After Monday’s bicycle fiasco, I decided to read up on biking regulations. “Hey, Stace!” I called, “Look—we don’t have to wear helmets here. And look—if we want to go through a crosswalk, we have to get off the bike. We’re s’posed to stay in the road like a car.” Armed with my new-found knowledge, I went to sleep Tuesday night, prepared to bike to chapel the following morning.

I planned to arrive at school an hour before chapel to study. My hair was still curly from the day before, so I wound it into a loose braid and reached for my helmet. For a moment, I considered not wearing it—but I put it on, reasoning that my parents might be displeased if I smashed in the brains they had cultivated. It turns out that this was a very good idea.
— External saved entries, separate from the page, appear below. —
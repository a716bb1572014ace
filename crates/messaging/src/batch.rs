//! Partitioning of a resolved recipient list into batch units.

use serde::{Deserialize, Serialize};

use bulkmsg_core::{DomainError, DomainResult, JobId, RecipientId, SenderId};

use crate::job::MessagePayload;

/// Recipients per batch unit. Always at least 1.
#[derive(Debug, Copy, Clone, PartialEq, Eq, Hash, Serialize, Deserialize)]
#[serde(try_from = "usize", into = "usize")]
pub struct BatchSize(usize);

impl BatchSize {
    pub const DEFAULT: usize = 50;

    pub fn new(size: usize) -> DomainResult<Self> {
        if size == 0 {
            return Err(DomainError::validation("batch size must be at least 1"));
        }
        Ok(Self(size))
    }

    /// Configured value, falling back to the default when below 1.
    pub fn or_default(size: i64) -> Self {
        if size < 1 {
            Self::default()
        } else {
            Self(size as usize)
        }
    }

    pub fn get(self) -> usize {
        self.0
    }
}

impl Default for BatchSize {
    fn default() -> Self {
        Self(Self::DEFAULT)
    }
}

impl TryFrom<usize> for BatchSize {
    type Error = DomainError;

    fn try_from(value: usize) -> Result<Self, Self::Error> {
        Self::new(value)
    }
}

impl From<BatchSize> for usize {
    fn from(value: BatchSize) -> Self {
        value.0
    }
}

/// One unit of dispatched work: a slice of recipients plus a copy of the payload.
#[derive(Debug, Clone, PartialEq, Eq, Serialize, Deserialize)]
pub struct BatchUnit {
    pub job_id: JobId,
    /// Run generation the unit was dispatched for.
    pub run: u32,
    pub index: u32,
    pub recipient_ids: Vec<RecipientId>,
    pub payload: MessagePayload,
    pub sender_id: SenderId,
}

/// Number of batches needed for `recipients` recipients: ceil(N / size).
pub fn batch_count(recipients: usize, size: BatchSize) -> usize {
    recipients.div_ceil(size.get())
}

/// Split `recipients` into consecutive batch units of at most `size` each.
///
/// Order is preserved and every recipient lands in exactly one unit.
pub fn partition(
    job_id: JobId,
    run: u32,
    recipients: &[RecipientId],
    size: BatchSize,
    payload: &MessagePayload,
    sender_id: SenderId,
) -> Vec<BatchUnit> {
    recipients
        .chunks(size.get())
        .enumerate()
        .map(|(index, chunk)| BatchUnit {
            job_id,
            run,
            index: index as u32,
            recipient_ids: chunk.to_vec(),
            payload: payload.clone(),
            sender_id,
        })
        .collect()
}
I set out, trying not to think about the ride home later that day. I practiced a few braking techniques I’d read about, not really noticing a difference. “They’ll make you safer!” the website had promised. I stopped at stop signs (yes, you’re supposed to. . .) and practiced hand signals—cautiously.

I had just crossed the intersection of Anderson and Lawton (about a mile from the school) when I felt myself teetering. “Uh. . . Oh, dear!” I remember thinking. “I’m falling!” As I crashed to the ground and skidded along the pavement, my first thought was, “I’m sure glad I wore my helmet!” Then my bike collapsed on top of me and my helmet scraped the ground.

The impressive pattern from the bike chain
I laid there for a few seconds, stunned. “I think I’m going to get hit by a car,” I finally reasoned, and struggled to stand up. My right arm was curiously stiff and a teardrop-shaped rip on my hand exposed raw pink flesh—now beading with blood. The shredded skin hung limp, gravel-encrusted. I limped out from under my bike and tried to pick it up—but pain shot through my arm and stabbed my left pinky finger. I struggled to right my bike, but my arms didn’t work. I’m broken! I thought. I just broke both my arms!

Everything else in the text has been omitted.